►
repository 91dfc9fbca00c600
use std::io::{self, BufRead, Write};
use std::path::{Path, PathBuf};

use anyhow::{Context, bail};
use cfa2rgb::image_pipeline::{BayerPattern, CfaToRgbPipeline, ConversionConfig, TiffCompression};
use cfa2rgb::logger;
use clap::Parser;
use tracing::{error, info};

/// Convert Bayer CFA images to RGB with super-pixel debayering.
///
/// Each 2x2 Bayer cell becomes one RGB pixel (the two greens are averaged),
/// so the output is half the input size in each dimension.
#[derive(Parser, Debug)]
#[command(name = "cfa2rgb", version)]
struct Cli {
    /// Bayer pattern of the input mosaics (RGGB, BGGR, GBRG, GRBG)
    #[arg(short, long, default_value = "RGGB")]
    pattern: BayerPattern,

    /// Number of debayer workers [default: available parallelism]
    #[arg(short, long)]
    workers: Option<usize>,

    /// Output TIFF compression (none, lzw, deflate-fast, deflate, deflate-best)
    #[arg(short, long, default_value = "none")]
    compression: TiffCompression,

    /// TIFF predictor for integer outputs (2 = horizontal differencing)
    #[arg(long)]
    predictor: Option<u16>,

    /// Reject inputs wider or taller than this many pixels
    #[arg(long)]
    max_dimension: Option<usize>,

    /// Skip input dimension checks
    #[arg(long)]
    no_validate: bool,

    /// Directory for the converted images [default: next to each input]
    #[arg(short, long)]
    output_dir: Option<PathBuf>,

    /// Choose the configuration interactively before converting
    #[arg(long)]
    interface: bool,

    /// Log per-step timings of every conversion
    #[arg(long)]
    timings: bool,

    /// Enable debug logging
    #[arg(short, long)]
    verbose: bool,

    /// Mosaic images to convert (TIFF or camera RAW)
    inputs: Vec<PathBuf>,
}

fn output_path_for(input: &Path, output_dir: Option<&Path>) -> PathBuf {
    let stem = input
        .file_stem()
        .map(|s| s.to_string_lossy().into_owned())
        .unwrap_or_else(|| "image".to_string());
    let name = format!("{stem}_rgb.tif");
    match output_dir {
        Some(dir) => dir.join(name),
        None => input.with_file_name(name),
    }
}

/// Terminal dialog for the Bayer pattern. An empty answer keeps `current`.
fn prompt_pattern(current: BayerPattern) -> anyhow::Result<BayerPattern> {
    let stdin = io::stdin();
    let mut stdout = io::stdout();
    loop {
        writeln!(stdout, "Bayer pattern:")?;
        for pattern in BayerPattern::ALL {
            let marker = if pattern == current { '*' } else { ' ' };
            writeln!(stdout, " {marker} {}) {}", pattern.index() + 1, pattern)?;
        }
        write!(stdout, "Select [{current}]: ")?;
        stdout.flush()?;

        let mut answer = String::new();
        if stdin.lock().read_line(&mut answer)? == 0 {
            return Ok(current);
        }
        let answer = answer.trim();
        if answer.is_empty() {
            return Ok(current);
        }

        let chosen = match answer.parse::<u32>() {
            Ok(n) if n >= 1 => BayerPattern::try_from(n - 1),
            _ => answer.parse::<BayerPattern>(),
        };
        match chosen {
            Ok(pattern) => return Ok(pattern),
            Err(e) => writeln!(stdout, "{e}")?,
        }
    }
}

fn main() -> anyhow::Result<()> {
    let cli = Cli::parse();
    logger::init(if cli.verbose { "debug" } else { "info" });

    let pattern = if cli.interface {
        prompt_pattern(cli.pattern)?
    } else {
        cli.pattern
    };

    if cli.inputs.is_empty() {
        bail!("There is no input image. Pass one or more mosaic files (see --help).");
    }
    if let Some(dir) = &cli.output_dir {
        std::fs::create_dir_all(dir)
            .with_context(|| format!("cannot create output directory {}", dir.display()))?;
    }

    let config = ConversionConfig::builder()
        .pattern(pattern)
        .workers(cli.workers)
        .compression(cli.compression)
        .predictor(cli.predictor)
        .validate_dimensions(!cli.no_validate)
        .max_dimension(cli.max_dimension)
        .build();
    let pipeline = CfaToRgbPipeline::new(config);

    info!("CFA2RGB pipeline initialized");
    info!("Pattern: {}", pipeline.config().pattern);
    info!("Compression: {:?}", pipeline.config().compression);

    let mut failures = 0;
    for input in &cli.inputs {
        let output = output_path_for(input, cli.output_dir.as_deref());
        match pipeline.convert_file_with_timings(input, &output) {
            Ok(timings) => {
                info!("Wrote {}", output.display());
                if cli.timings {
                    timings.log_summary();
                }
            }
            Err(e) => {
                error!("Conversion of {} failed: {}", input.display(), e);
                failures += 1;
            }
        }
    }

    if failures > 0 {
        bail!("{failures} of {} conversion(s) failed", cli.inputs.len());
    }
    Ok(())
}
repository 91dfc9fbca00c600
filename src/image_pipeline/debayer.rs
//! Super-pixel debayering of Bayer CFA mosaics to RGB

pub mod monitor;
pub mod partition;
pub mod pattern;
pub mod super_pixel;

#[cfg(test)]
mod tests;

use tracing::{info, instrument};

use crate::image_pipeline::common::error::{ConversionError, Result};
use crate::image_pipeline::mosaic::ImageVariant;

pub use monitor::ProgressMonitor;
pub use partition::{RowRange, partition_rows, worker_count};
pub use pattern::{BayerPattern, CellSites};
pub use super_pixel::{PROGRESS_BATCH_ROWS, super_pixel};

/// Host-side precondition: complex-sample images cannot be debayered.
pub fn can_execute_on(image: &ImageVariant) -> Result<()> {
    if image.is_complex_sample() {
        return Err(ConversionError::ComplexSample);
    }
    Ok(())
}

/// Super-pixel debayer for any real sample kind.
///
/// The output keeps the sample kind of the input.
#[derive(Debug, Clone, Copy, Default)]
pub struct SuperPixelDebayer {
    pattern: BayerPattern,
    workers: Option<usize>,
}

impl SuperPixelDebayer {
    pub fn new(pattern: BayerPattern) -> Self {
        Self { pattern, workers: None }
    }

    /// Fixes the number of workers instead of following the rayon pool size.
    pub fn with_workers(mut self, workers: Option<usize>) -> Self {
        self.workers = workers;
        self
    }

    pub fn pattern(&self) -> BayerPattern {
        self.pattern
    }

    #[instrument(skip_all, fields(pattern = %self.pattern))]
    pub fn process(&self, source: &ImageVariant, monitor: &ProgressMonitor) -> Result<ImageVariant> {
        can_execute_on(source)?;

        info!(
            "Starting super-pixel debayering for {} image {}x{} ({} plane(s))",
            source.sample_kind(),
            source.width(),
            source.height(),
            source.channels()
        );

        let (pattern, workers) = (self.pattern, self.workers);
        let rgb = match source {
            ImageVariant::UInt8(image) => ImageVariant::UInt8(super_pixel(image, pattern, workers, monitor)?),
            ImageVariant::UInt16(image) => ImageVariant::UInt16(super_pixel(image, pattern, workers, monitor)?),
            ImageVariant::UInt32(image) => ImageVariant::UInt32(super_pixel(image, pattern, workers, monitor)?),
            ImageVariant::Float32(image) => ImageVariant::Float32(super_pixel(image, pattern, workers, monitor)?),
            ImageVariant::Float64(image) => ImageVariant::Float64(super_pixel(image, pattern, workers, monitor)?),
            ImageVariant::Complex32(_) | ImageVariant::Complex64(_) => {
                return Err(ConversionError::ComplexSample);
            }
        };

        info!("Debayered to {}x{} RGB", rgb.width(), rgb.height());
        Ok(rgb)
    }
}
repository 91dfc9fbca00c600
use std::sync::atomic::{AtomicBool, AtomicUsize, Ordering};

/// Row progress and cooperative abort flag shared between the workers of
/// one conversion and whoever supervises it.
///
/// All methods take `&self`; the monitor can be polled while workers run.
#[derive(Debug)]
pub struct ProgressMonitor {
    total: AtomicUsize,
    completed: AtomicUsize,
    abort: AtomicBool,
}

impl Default for ProgressMonitor {
    fn default() -> Self {
        Self::new()
    }
}

impl ProgressMonitor {
    pub const fn new() -> Self {
        Self {
            total: AtomicUsize::new(0),
            completed: AtomicUsize::new(0),
            abort: AtomicBool::new(false),
        }
    }

    /// Resets the counter for a run of `total` rows. A pending abort
    /// request is kept.
    pub(crate) fn initialize(&self, total: usize) {
        self.completed.store(0, Ordering::Relaxed);
        self.total.store(total, Ordering::Relaxed);
    }

    pub(crate) fn advance(&self, rows: usize) {
        if rows > 0 {
            self.completed.fetch_add(rows, Ordering::Relaxed);
        }
    }

    pub fn total(&self) -> usize {
        self.total.load(Ordering::Relaxed)
    }

    pub fn completed(&self) -> usize {
        self.completed.load(Ordering::Relaxed)
    }

    /// Completed share in `[0, 1]`; 0 before a run starts.
    pub fn fraction(&self) -> f64 {
        let total = self.total();
        if total == 0 {
            0.0
        } else {
            (self.completed() as f64 / total as f64).min(1.0)
        }
    }

    pub fn request_abort(&self) {
        self.abort.store(true, Ordering::Release);
    }

    pub fn is_aborted(&self) -> bool {
        self.abort.load(Ordering::Acquire)
    }

    /// Clears an abort request so the monitor can be reused.
    pub fn reset_abort(&self) {
        self.abort.store(false, Ordering::Release);
    }

    /// Clears the abort request and reports whether one was pending.
    pub(crate) fn take_abort(&self) -> bool {
        self.abort.swap(false, Ordering::AcqRel)
    }
}

#[cfg(test)]
mod tests {
    use super::*;
    use std::sync::Arc;

    #[test]
    fn fraction_tracks_advances() {
        let monitor = ProgressMonitor::new();
        assert_eq!(monitor.fraction(), 0.0);

        monitor.initialize(64);
        monitor.advance(16);
        monitor.advance(0);
        assert_eq!(monitor.completed(), 16);
        assert_eq!(monitor.fraction(), 0.25);

        monitor.initialize(8);
        assert_eq!(monitor.completed(), 0);
        assert_eq!(monitor.total(), 8);
    }

    #[test]
    fn concurrent_advances_are_not_lost() {
        let monitor = Arc::new(ProgressMonitor::new());
        monitor.initialize(8 * 1000);
        let handles: Vec<_> = (0..8)
            .map(|_| {
                let monitor = Arc::clone(&monitor);
                std::thread::spawn(move || {
                    for _ in 0..1000 {
                        monitor.advance(1);
                    }
                })
            })
            .collect();
        for handle in handles {
            handle.join().unwrap();
        }
        assert_eq!(monitor.completed(), 8000);
        assert_eq!(monitor.fraction(), 1.0);
    }

    #[test]
    fn abort_survives_initialize() {
        let monitor = ProgressMonitor::new();
        monitor.request_abort();
        monitor.initialize(10);
        assert!(monitor.is_aborted());
        monitor.reset_abort();
        assert!(!monitor.is_aborted());
    }

    #[test]
    fn take_abort_consumes_the_request() {
        let monitor = ProgressMonitor::new();
        assert!(!monitor.take_abort());

        monitor.request_abort();
        assert!(monitor.take_abort());
        assert!(!monitor.is_aborted());
        assert!(!monitor.take_abort());
    }
}
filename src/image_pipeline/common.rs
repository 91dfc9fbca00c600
//! Common utilities module
//!
//! This module contains shared utilities used across the image pipeline.

pub mod error;

pub use error::{ConversionError, Result};
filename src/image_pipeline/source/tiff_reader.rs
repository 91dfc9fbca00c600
//! Mosaic reader for plain TIFF files.

use std::io::Cursor;

use tiff::ColorType;
use tiff::decoder::{Decoder, DecodingResult};
use tiff::tags::Tag;
use tracing::debug;

use crate::image_pipeline::common::error::{ConversionError, Result};
use crate::image_pipeline::mosaic::{Image, ImageVariant};
use crate::image_pipeline::source::reader::MosaicReader;
use crate::image_pipeline::source::types::SourceImage;

/// Reads grayscale (CFA) or RGB TIFFs with 8/16/32-bit integer or 32/64-bit
/// float samples. The `ImageDescription` tag, if any, becomes the source
/// description.
pub struct TiffMosaicReader;

fn decode_error(e: tiff::TiffError) -> ConversionError {
    ConversionError::DecodeError(e.to_string())
}

impl MosaicReader for TiffMosaicReader {
    fn read_mosaic(&self, data: &[u8]) -> Result<SourceImage> {
        debug!("Decoding TIFF mosaic, {} bytes", data.len());

        let mut decoder = Decoder::new(Cursor::new(data)).map_err(decode_error)?;
        let (width, height) = decoder.dimensions().map_err(decode_error)?;
        let (width, height) = (width as usize, height as usize);

        let channels = match decoder.colortype().map_err(decode_error)? {
            ColorType::Gray(_) => 1,
            ColorType::RGB(_) => 3,
            other => {
                return Err(ConversionError::UnsupportedFormat(format!(
                    "TIFF color type {other:?}"
                )));
            }
        };

        let description = decoder.get_tag_ascii_string(Tag::ImageDescription).ok();

        let image = match decoder.read_image().map_err(decode_error)? {
            DecodingResult::U8(v) => ImageVariant::UInt8(Image::from_vec(width, height, channels, v)?),
            DecodingResult::U16(v) => ImageVariant::UInt16(Image::from_vec(width, height, channels, v)?),
            DecodingResult::U32(v) => ImageVariant::UInt32(Image::from_vec(width, height, channels, v)?),
            DecodingResult::F32(v) => ImageVariant::Float32(Image::from_vec(width, height, channels, v)?),
            DecodingResult::F64(v) => ImageVariant::Float64(Image::from_vec(width, height, channels, v)?),
            _ => {
                return Err(ConversionError::UnsupportedFormat(
                    "TIFF sample format (signed or 64-bit integer)".to_string(),
                ));
            }
        };

        debug!(
            "Decoded TIFF mosaic: {}x{}, {} plane(s), {}",
            width,
            height,
            channels,
            image.sample_kind()
        );

        Ok(SourceImage {
            image,
            description,
            pattern_hint: None,
        })
    }
}
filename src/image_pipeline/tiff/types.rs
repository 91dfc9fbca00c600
//! Conversion configuration types

use std::str::FromStr;

use crate::image_pipeline::common::error::ConversionError;
use crate::image_pipeline::debayer::BayerPattern;

/// TIFF compression methods
#[derive(Debug, Clone, Copy, PartialEq, Eq)]
pub enum TiffCompression {
    /// No compression (fastest, largest file)
    None,
    /// LZW compression (slow, good compression)
    Lzw,
    /// Deflate compression - fast level (good speed/size balance)
    DeflateFast,
    /// Deflate compression - best compression (slower)
    DeflateBest,
    /// Deflate compression - balanced (default)
    DeflateBalanced,
}

impl FromStr for TiffCompression {
    type Err = ConversionError;

    fn from_str(s: &str) -> Result<Self, Self::Err> {
        match s.to_ascii_lowercase().as_str() {
            "none" => Ok(TiffCompression::None),
            "lzw" => Ok(TiffCompression::Lzw),
            "deflate-fast" => Ok(TiffCompression::DeflateFast),
            "deflate" | "deflate-balanced" => Ok(TiffCompression::DeflateBalanced),
            "deflate-best" => Ok(TiffCompression::DeflateBest),
            other => Err(ConversionError::UnsupportedFormat(format!("compression '{other}'"))),
        }
    }
}

/// Configuration for CFA to RGB conversion
#[derive(Debug, Clone)]
pub struct ConversionConfig {
    /// Bayer layout of the input mosaic
    pub pattern: BayerPattern,
    /// Number of debayer workers; `None` follows the available parallelism
    pub workers: Option<usize>,
    /// Compression method to use
    pub compression: TiffCompression,
    /// Predictor value for compression (typically 2 for horizontal differencing)
    /// Only applied to integer samples
    pub predictor: Option<u16>,
    /// Whether to validate image dimensions before conversion
    pub validate_dimensions: bool,
    /// Largest accepted mosaic width or height when validating
    pub max_dimension: Option<usize>,
}

impl Default for ConversionConfig {
    fn default() -> Self {
        Self {
            pattern: BayerPattern::Rggb,
            workers: None,
            compression: TiffCompression::None,
            predictor: None,
            validate_dimensions: true,
            max_dimension: None,
        }
    }
}

impl ConversionConfig {
    pub fn builder() -> ConversionConfigBuilder {
        ConversionConfigBuilder::default()
    }
}

/// Builder for ConversionConfig
#[derive(Default)]
pub struct ConversionConfigBuilder {
    pattern: Option<BayerPattern>,
    workers: Option<Option<usize>>,
    compression: Option<TiffCompression>,
    predictor: Option<Option<u16>>,
    validate_dimensions: Option<bool>,
    max_dimension: Option<Option<usize>>,
}

impl ConversionConfigBuilder {
    pub fn pattern(mut self, pattern: BayerPattern) -> Self {
        self.pattern = Some(pattern);
        self
    }

    pub fn workers(mut self, workers: Option<usize>) -> Self {
        self.workers = Some(workers);
        self
    }

    pub fn compression(mut self, compression: TiffCompression) -> Self {
        self.compression = Some(compression);
        self
    }
    
    pub fn predictor(mut self, predictor: Option<u16>) -> Self {
        self.predictor = Some(predictor);
        self
    }
    
    pub fn validate_dimensions(mut self, validate: bool) -> Self {
        self.validate_dimensions = Some(validate);
        self
    }

    pub fn max_dimension(mut self, max: Option<usize>) -> Self {
        self.max_dimension = Some(max);
        self
    }
    
    pub fn build(self) -> ConversionConfig {
        let default = ConversionConfig::default();
        ConversionConfig {
            pattern: self.pattern.unwrap_or(default.pattern),
            workers: self.workers.unwrap_or(default.workers),
            compression: self.compression.unwrap_or(default.compression),
            predictor: self.predictor.unwrap_or(default.predictor),
            validate_dimensions: self.validate_dimensions.unwrap_or(default.validate_dimensions),
            max_dimension: self.max_dimension.unwrap_or(default.max_dimension),
        }
    }
}

#[cfg(test)]
mod tests {
    use super::*;

    #[test]
    fn builder_overrides_defaults() {
        let config = ConversionConfig::builder()
            .pattern(BayerPattern::Grbg)
            .workers(Some(3))
            .compression(TiffCompression::Lzw)
            .predictor(Some(2))
            .validate_dimensions(false)
            .max_dimension(Some(10000))
            .build();

        assert_eq!(config.pattern, BayerPattern::Grbg);
        assert_eq!(config.workers, Some(3));
        assert_eq!(config.compression, TiffCompression::Lzw);
        assert_eq!(config.predictor, Some(2));
        assert!(!config.validate_dimensions);
        assert_eq!(config.max_dimension, Some(10000));
    }

    #[test]
    fn builder_keeps_defaults() {
        let config = ConversionConfig::builder().build();
        assert_eq!(config.pattern, BayerPattern::Rggb);
        assert_eq!(config.workers, None);
        assert!(config.validate_dimensions);
    }

    #[test]
    fn compression_names() {
        assert_eq!("LZW".parse::<TiffCompression>().unwrap(), TiffCompression::Lzw);
        assert_eq!("deflate".parse::<TiffCompression>().unwrap(), TiffCompression::DeflateBalanced);
        assert_eq!("deflate-best".parse::<TiffCompression>().unwrap(), TiffCompression::DeflateBest);
        assert!("zstd".parse::<TiffCompression>().is_err());
    }
}
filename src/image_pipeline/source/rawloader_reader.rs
//! Mosaic reader for camera RAW files using the rawloader library.
//!
//! Supports any format rawloader can decode (ARW, CR2, NEF, DNG, RAF, ...).
//! Only single-component sensor data is accepted.

use std::io::Cursor;

use rawloader::RawImageData as RawloaderImageData;
use tracing::debug;

use crate::image_pipeline::common::error::{ConversionError, Result};
use crate::image_pipeline::debayer::BayerPattern;
use crate::image_pipeline::mosaic::{Image, ImageVariant};
use crate::image_pipeline::source::reader::MosaicReader;
use crate::image_pipeline::source::types::SourceImage;

/// RAW mosaic reader backed by rawloader.
///
/// Integer sensor data becomes a 16-bit mosaic, float data a 32-bit float
/// mosaic. The camera's CFA name is reported as `pattern_hint` when it is one
/// of the four Bayer layouts.
pub struct RawLoaderReader;

impl MosaicReader for RawLoaderReader {
    fn read_mosaic(&self, data: &[u8]) -> Result<SourceImage> {
        debug!("Decoding RAW image, {} bytes", data.len());

        let decoded = rawloader::decode(&mut Cursor::new(data))
            .map_err(|e| ConversionError::DecodeError(e.to_string()))?;

        let width = decoded.width;
        let height = decoded.height;

        if decoded.cpp != 1 {
            return Err(ConversionError::UnsupportedFormat(format!(
                "RAW with {} components per pixel",
                decoded.cpp
            )));
        }

        let image = match decoded.data {
            RawloaderImageData::Integer(values) => {
                ImageVariant::UInt16(Image::from_vec(width, height, 1, values)?)
            }
            RawloaderImageData::Float(values) => {
                ImageVariant::Float32(Image::from_vec(width, height, 1, values)?)
            }
        };

        let pattern_hint = decoded.cfa.name.parse::<BayerPattern>().ok();
        debug!(
            "Decoded RAW image: {}x{} from {} {}, CFA {}",
            width, height, decoded.clean_make, decoded.clean_model, decoded.cfa.name
        );

        Ok(SourceImage {
            image,
            description: None,
            pattern_hint,
        })
    }
}
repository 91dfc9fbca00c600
//! Image buffer types

use std::fmt;

use crate::image_pipeline::common::error::{ConversionError, Result};

/// Numeric representation of one channel value.
#[derive(Debug, Clone, Copy, PartialEq, Eq, Hash)]
pub enum SampleKind {
    UInt8,
    UInt16,
    UInt32,
    Float32,
    Float64,
    /// Pairs of 32-bit floats (real, imaginary)
    Complex32,
    /// Pairs of 64-bit floats (real, imaginary)
    Complex64,
}

impl SampleKind {
    pub fn is_complex(self) -> bool {
        matches!(self, SampleKind::Complex32 | SampleKind::Complex64)
    }

    pub fn is_float(self) -> bool {
        matches!(self, SampleKind::Float32 | SampleKind::Float64)
    }

    /// Bits per scalar component.
    pub fn bits_per_sample(self) -> u32 {
        match self {
            SampleKind::UInt8 => 8,
            SampleKind::UInt16 => 16,
            SampleKind::UInt32 | SampleKind::Float32 | SampleKind::Complex32 => 32,
            SampleKind::Float64 | SampleKind::Complex64 => 64,
        }
    }
}

impl fmt::Display for SampleKind {
    fn fmt(&self, f: &mut fmt::Formatter<'_>) -> fmt::Result {
        match self {
            SampleKind::UInt8 => f.write_str("8-bit integer"),
            SampleKind::UInt16 => f.write_str("16-bit integer"),
            SampleKind::UInt32 => f.write_str("32-bit integer"),
            SampleKind::Float32 => f.write_str("32-bit float"),
            SampleKind::Float64 => f.write_str("64-bit float"),
            SampleKind::Complex32 => f.write_str("32-bit complex"),
            SampleKind::Complex64 => f.write_str("64-bit complex"),
        }
    }
}

/// A pixel coordinate: column `col`, row `row`.
#[derive(Debug, Clone, Copy, PartialEq, Eq, Hash)]
pub struct Site {
    pub col: usize,
    pub row: usize,
}

impl Site {
    pub const fn new(col: usize, row: usize) -> Self {
        Self { col, row }
    }
}

/// Row-major image with `channels` interleaved planes.
///
/// Sample `(col, row, c)` lives at `(row * width + col) * channels + c`.
#[derive(Debug, Clone, PartialEq)]
pub struct Image<T> {
    width: usize,
    height: usize,
    channels: usize,
    data: Vec<T>,
}

impl<T> Image<T> {
    /// Wraps an existing buffer. `channels` must be 1 or 3 and `data` must
    /// hold exactly `width * height * channels` samples.
    pub fn from_vec(width: usize, height: usize, channels: usize, data: Vec<T>) -> Result<Self> {
        if channels != 1 && channels != 3 {
            return Err(ConversionError::InvalidChannelCount(channels));
        }
        let expected = width
            .checked_mul(height)
            .and_then(|n| n.checked_mul(channels))
            .ok_or(ConversionError::InvalidDimensions(width, height))?;
        if data.len() != expected {
            return Err(ConversionError::BufferSizeMismatch { expected, got: data.len() });
        }
        Ok(Self { width, height, channels, data })
    }

    pub fn width(&self) -> usize {
        self.width
    }

    pub fn height(&self) -> usize {
        self.height
    }

    pub fn channels(&self) -> usize {
        self.channels
    }

    /// True when the image carries three planes.
    pub fn is_color(&self) -> bool {
        self.channels == 3
    }

    pub fn data(&self) -> &[T] {
        &self.data
    }

    pub fn into_vec(self) -> Vec<T> {
        self.data
    }
}

impl<T: Copy> Image<T> {
    /// Sample of plane `channel` at `site`.
    ///
    /// Panics when `site` or `channel` lies outside the image.
    #[inline]
    pub fn sample(&self, site: Site, channel: usize) -> T {
        debug_assert!(site.col < self.width && site.row < self.height && channel < self.channels);
        self.data[(site.row * self.width + site.col) * self.channels + channel]
    }
}

/// An image of any supported sample kind.
#[derive(Debug, Clone, PartialEq)]
pub enum ImageVariant {
    UInt8(Image<u8>),
    UInt16(Image<u16>),
    UInt32(Image<u32>),
    Float32(Image<f32>),
    Float64(Image<f64>),
    Complex32(Image<[f32; 2]>),
    Complex64(Image<[f64; 2]>),
}

macro_rules! with_image {
    ($variant:expr, $image:ident => $body:expr) => {
        match $variant {
            ImageVariant::UInt8($image) => $body,
            ImageVariant::UInt16($image) => $body,
            ImageVariant::UInt32($image) => $body,
            ImageVariant::Float32($image) => $body,
            ImageVariant::Float64($image) => $body,
            ImageVariant::Complex32($image) => $body,
            ImageVariant::Complex64($image) => $body,
        }
    };
}

impl ImageVariant {
    pub fn sample_kind(&self) -> SampleKind {
        match self {
            ImageVariant::UInt8(_) => SampleKind::UInt8,
            ImageVariant::UInt16(_) => SampleKind::UInt16,
            ImageVariant::UInt32(_) => SampleKind::UInt32,
            ImageVariant::Float32(_) => SampleKind::Float32,
            ImageVariant::Float64(_) => SampleKind::Float64,
            ImageVariant::Complex32(_) => SampleKind::Complex32,
            ImageVariant::Complex64(_) => SampleKind::Complex64,
        }
    }

    pub fn is_complex_sample(&self) -> bool {
        self.sample_kind().is_complex()
    }

    pub fn width(&self) -> usize {
        with_image!(self, image => image.width())
    }

    pub fn height(&self) -> usize {
        with_image!(self, image => image.height())
    }

    pub fn channels(&self) -> usize {
        with_image!(self, image => image.channels())
    }
}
◄
* What needs to be done
Go through the records and count every line with the word "total"; the answer is the number alone.

* Output
11